» What is expected
Give back all the entries below. Omit none of them.

» Stored data
== Segment start ==
impl TryFrom<RawDecisionTree> for DecisionTree {
    type Error = Error;

    fn try_from(raw: RawDecisionTree) -> Result<Self> {
        let n = raw.children_left.len();
        if n == 0 {
            return Err(Error::InvalidArtifact("decision tree has no nodes".to_string()));
        }
        if raw.n_features == 0 {
            return Err(Error::InvalidArtifact(
                "decision tree has zero input features".to_string(),
            ));
        }
        if [
            raw.children_right.len(),
            raw.feature.len(),
            raw.threshold.len(),
            raw.value.len(),
        ]
        .iter()
        .any(|&len| len != n)
        {
            return Err(Error::InvalidArtifact(
                "decision tree node arrays differ in length".to_string(),
            ));
        }

        let child = |node: usize, c: i64| -> Result<usize> {
            usize::try_from(c)
                .ok()
                .filter(|&c| c > node && c < n)
                .ok_or_else(|| {
                    Error::InvalidArtifact(format!("node {node} has invalid child {c}"))
                })
        };

        let mut nodes = Vec::with_capacity(n);
        for i in 0..n {
            let (left, right) = (raw.children_left[i], raw.children_right[i]);
            if left == LEAF && right == LEAF {
                let [c0, c1] = raw.value[i];
                let total = c0 + c1;
                if c0 < 0.0 || c1 < 0.0 || !total.is_finite() || total <= 0.0 {
                    return Err(Error::InvalidArtifact(format!(
                        "leaf {i} has invalid class weights {:?}",
                        raw.value[i]
                    )));
                }
                let probs = ClassProbabilities::new(c0 / total, c1 / total)
                    .map_err(|e| Error::InvalidArtifact(e.to_string()))?;
                nodes.push(Node::Leaf(probs));
            } else {
                let feature = usize::try_from(raw.feature[i])
                    .ok()
                    .filter(|&f| f < raw.n_features)
                    .ok_or_else(|| {
                        Error::InvalidArtifact(format!(
                            "node {i} splits on invalid feature {}",
                            raw.feature[i]
                        ))
                    })?;
                let threshold = raw.threshold[i];
                if !threshold.is_finite() {
                    return Err(Error::InvalidArtifact(format!(
                        "node {i} has a non-finite threshold"
                    )));
                }
                nodes.push(Node::Split {
                    feature,
                    threshold,
                    left: child(i, left)?,
                    right: child(i, right)?,
                });
            }
        }

        Ok(Self {
            n_features: raw.n_features,
            nodes,
            raw,
        })
    }
}

impl From<DecisionTree> for RawDecisionTree {
    fn from(tree: DecisionTree) -> Self {
        tree.raw
    }
}

/// Random forest: the mean of its trees' leaf distributions
#[derive(Debug, Clone, PartialEq, Serialize, Deserialize)]
#[serde(try_from = "Vec<DecisionTree>", into = "Vec<DecisionTree>")]
pub struct RandomForest {
    trees: Vec<DecisionTree>,
}

impl RandomForest {
    /// Create from fitted trees; all trees must share the input width
    pub fn new(trees: Vec<DecisionTree>) -> Result<Self> {
        let Some(first) = trees.first() else {
            return Err(Error::InvalidArtifact("random forest has no trees".to_string()));
        };
        let width = first.n_features;
        if trees.iter().any(|t| t.n_features != width) {
            return Err(Error::InvalidArtifact(
                "random forest trees disagree on input width".to_string(),
            ));
        }
        Ok(Self { trees })
    }

    /// Number of trees
    #[must_use]
    pub fn n_trees(&self) -> usize {
        self.trees.len()
    }
}

impl Classifier for RandomForest {
    fn name(&self) -> &str {
        "random_forest"
    }

    fn n_features(&self) -> usize {
        self.trees[0].n_features
    }

    fn predict_proba(&self, features: &[f64]) -> Result<ClassProbabilities> {
        check_input(features, self.n_features())?;
        let sum = self
            .trees
            .iter()
            .map(|tree| tree.leaf_probabilities(features).not_canceled())
            .sum::<f64>();
        ClassProbabilities::from_positive(sum / self.trees.len() as f64)
    }
}

impl TryFrom<Vec<DecisionTree>> for RandomForest {
    type Error = Error;

    fn try_from(trees: Vec<DecisionTree>) -> Result<Self> {
        Self::new(trees)
    }
}

impl From<RandomForest> for Vec<DecisionTree> {
    fn from(forest: RandomForest) -> Self {
        forest.trees
    }
}

/// Any supported classifier artifact, tagged by model family
#[derive(Debug, Clone, PartialEq, Serialize, Deserialize)]
#[serde(rename_all = "snake_case")]
pub enum ClassifierArtifact {
    /// Logistic regression
    LogisticRegression(LogisticRegression),
    /// Single decision tree
    DecisionTree(DecisionTree),
    /// Random forest
    RandomForest(RandomForest),
}

impl ClassifierArtifact {
    fn inner(&self) -> &dyn Classifier {
        match self {
            ClassifierArtifact::LogisticRegression(m) => m,
            ClassifierArtifact::DecisionTree(m) => m,
            ClassifierArtifact::RandomForest(m) => m,
        }
    }
}

impl Classifier for ClassifierArtifact {
    fn name(&self) -> &str {
        self.inner().name()
    }

    fn n_features(&self) -> usize {
        self.inner().n_features()
    }

    fn predict_proba(&self, features: &[f64]) -> Result<ClassProbabilities> {
        self.inner().predict_proba(features)
    }
}

impl From<LogisticRegression> for ClassifierArtifact {
    fn from(model: LogisticRegression) -> Self {
        ClassifierArtifact::LogisticRegression(model)
    }
}

impl From<DecisionTree> for ClassifierArtifact {
    fn from(model: DecisionTree) -> Self {
        ClassifierArtifact::DecisionTree(model)
    }
}

impl From<RandomForest> for ClassifierArtifact {
    fn from(model: RandomForest) -> Self {
        ClassifierArtifact::RandomForest(model)
    }
}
== Segment end ==
» Solved exercise
impl TryFrom<RawDecisionTree> for DecisionTree {
    type Error = Error;

    fn try_from(raw: RawDecisionTree) -> Result<Self> {
        let n = raw.children_left.len();
        if n == 0 {
            return Err(Error::InvalidArtifact("decision tree has no nodes".to_string()));
        }
        if raw.n_features == 0 {
            return Err(Error::InvalidArtifact(
                "decision tree has zero input features".to_string(),
            ));
        }
        if [
            raw.children_right.len(),
            raw.feature.len(),
            raw.threshold.len(),
            raw.value.len(),
        ]
        .iter()
        .any(|&len| len != n)
        {
            return Err(Error::InvalidArtifact(
                "decision tree node arrays differ in length".to_string(),
            ));
        }

        let child = |node: usize, c: i64| -> Result<usize> {
            usize::try_from(c)
                .ok()
                .filter(|&c| c > node && c < n)
                .ok_or_else(|| {
                    Error::InvalidArtifact(format!("node {node} has invalid child {c}"))
                })
        };

        let mut nodes = Vec::with_capacity(n);
        for i in 0..n {
            let (left, right) = (raw.children_left[i], raw.children_right[i]);
            if left == LEAF && right == LEAF {
                let [c0, c1] = raw.value[i];
                let total = c0 + c1;
                if c0 < 0.0 || c1 < 0.0 || !total.is_finite() || total <= 0.0 {
                    return Err(Error::InvalidArtifact(format!(
                        "leaf {i} has invalid class weights {:?}",
                        raw.value[i]
                    )));
                }
                let probs = ClassProbabilities::new(c0 / total, c1 / total)
                    .map_err(|e| Error::InvalidArtifact(e.to_string()))?;
                nodes.push(Node::Leaf(probs));
            } else {
                let feature = usize::try_from(raw.feature[i])
                    .ok()
                    .filter(|&f| f < raw.n_features)
                    .ok_or_else(|| {
                        Error::InvalidArtifact(format!(
                            "node {i} splits on invalid feature {}",
                            raw.feature[i]
                        ))
                    })?;
                let threshold = raw.threshold[i];
                if !threshold.is_finite() {
                    return Err(Error::InvalidArtifact(format!(
                        "node {i} has a non-finite threshold"
                    )));
                }
                nodes.push(Node::Split {
                    feature,
                    threshold,
                    left: child(i, left)?,
                    right: child(i, right)?,
                });
            }
        }

        Ok(Self {
            n_features: raw.n_features,
            nodes,
            raw,
        })
    }
}

impl From<DecisionTree> for RawDecisionTree {
    fn from(tree: DecisionTree) -> Self {
        tree.raw
    }
}

/// Random forest: the mean of its trees' leaf distributions
#[derive(Debug, Clone, PartialEq, Serialize, Deserialize)]
#[serde(try_from = "Vec<DecisionTree>", into = "Vec<DecisionTree>")]
pub struct RandomForest {
    trees: Vec<DecisionTree>,
}

impl RandomForest {
    /// Create from fitted trees; all trees must share the input width
    pub fn new(trees: Vec<DecisionTree>) -> Result<Self> {
        let Some(first) = trees.first() else {
            return Err(Error::InvalidArtifact("random forest has no trees".to_string()));
        };
        let width = first.n_features;
        if trees.iter().any(|t| t.n_features != width) {
            return Err(Error::InvalidArtifact(
                "random forest trees disagree on input width".to_string(),
            ));
        }
        Ok(Self { trees })
    }

    /// Number of trees
    #[must_use]
    pub fn n_trees(&self) -> usize {
        self.trees.len()
    }
}

impl Classifier for RandomForest {
    fn name(&self) -> &str {
        "random_forest"
    }

    fn n_features(&self) -> usize {
        self.trees[0].n_features
    }

    fn predict_proba(&self, features: &[f64]) -> Result<ClassProbabilities> {
        check_input(features, self.n_features())?;
        let sum = self
            .trees
            .iter()
            .map(|tree| tree.leaf_probabilities(features).not_canceled())
            .sum::<f64>();
        ClassProbabilities::from_positive(sum / self.trees.len() as f64)
    }
}

impl TryFrom<Vec<DecisionTree>> for RandomForest {
    type Error = Error;

    fn try_from(trees: Vec<DecisionTree>) -> Result<Self> {
        Self::new(trees)
    }
}

impl From<RandomForest> for Vec<DecisionTree> {
    fn from(forest: RandomForest) -> Self {
        forest.trees
    }
}

/// Any supported classifier artifact, tagged by model family
#[derive(Debug, Clone, PartialEq, Serialize, Deserialize)]
#[serde(rename_all = "snake_case")]
pub enum ClassifierArtifact {
    /// Logistic regression
    LogisticRegression(LogisticRegression),
    /// Single decision tree
    DecisionTree(DecisionTree),
    /// Random forest
    RandomForest(RandomForest),
}

impl ClassifierArtifact {
    fn inner(&self) -> &dyn Classifier {
        match self {
            ClassifierArtifact::LogisticRegression(m) => m,
            ClassifierArtifact::DecisionTree(m) => m,
            ClassifierArtifact::RandomForest(m) => m,
        }
    }
}

impl Classifier for ClassifierArtifact {
    fn name(&self) -> &str {
        self.inner().name()
    }

    fn n_features(&self) -> usize {
        self.inner().n_features()
    }

    fn predict_proba(&self, features: &[f64]) -> Result<ClassProbabilities> {
        self.inner().predict_proba(features)
    }
}

impl From<LogisticRegression> for ClassifierArtifact {
    fn from(model: LogisticRegression) -> Self {
        ClassifierArtifact::LogisticRegression(model)
    }
}

impl From<DecisionTree> for ClassifierArtifact {
    fn from(model: DecisionTree) -> Self {
        ClassifierArtifact::DecisionTree(model)
    }
}

impl From<RandomForest> for ClassifierArtifact {
    fn from(model: RandomForest) -> Self {
        ClassifierArtifact::RandomForest(model)
    }
}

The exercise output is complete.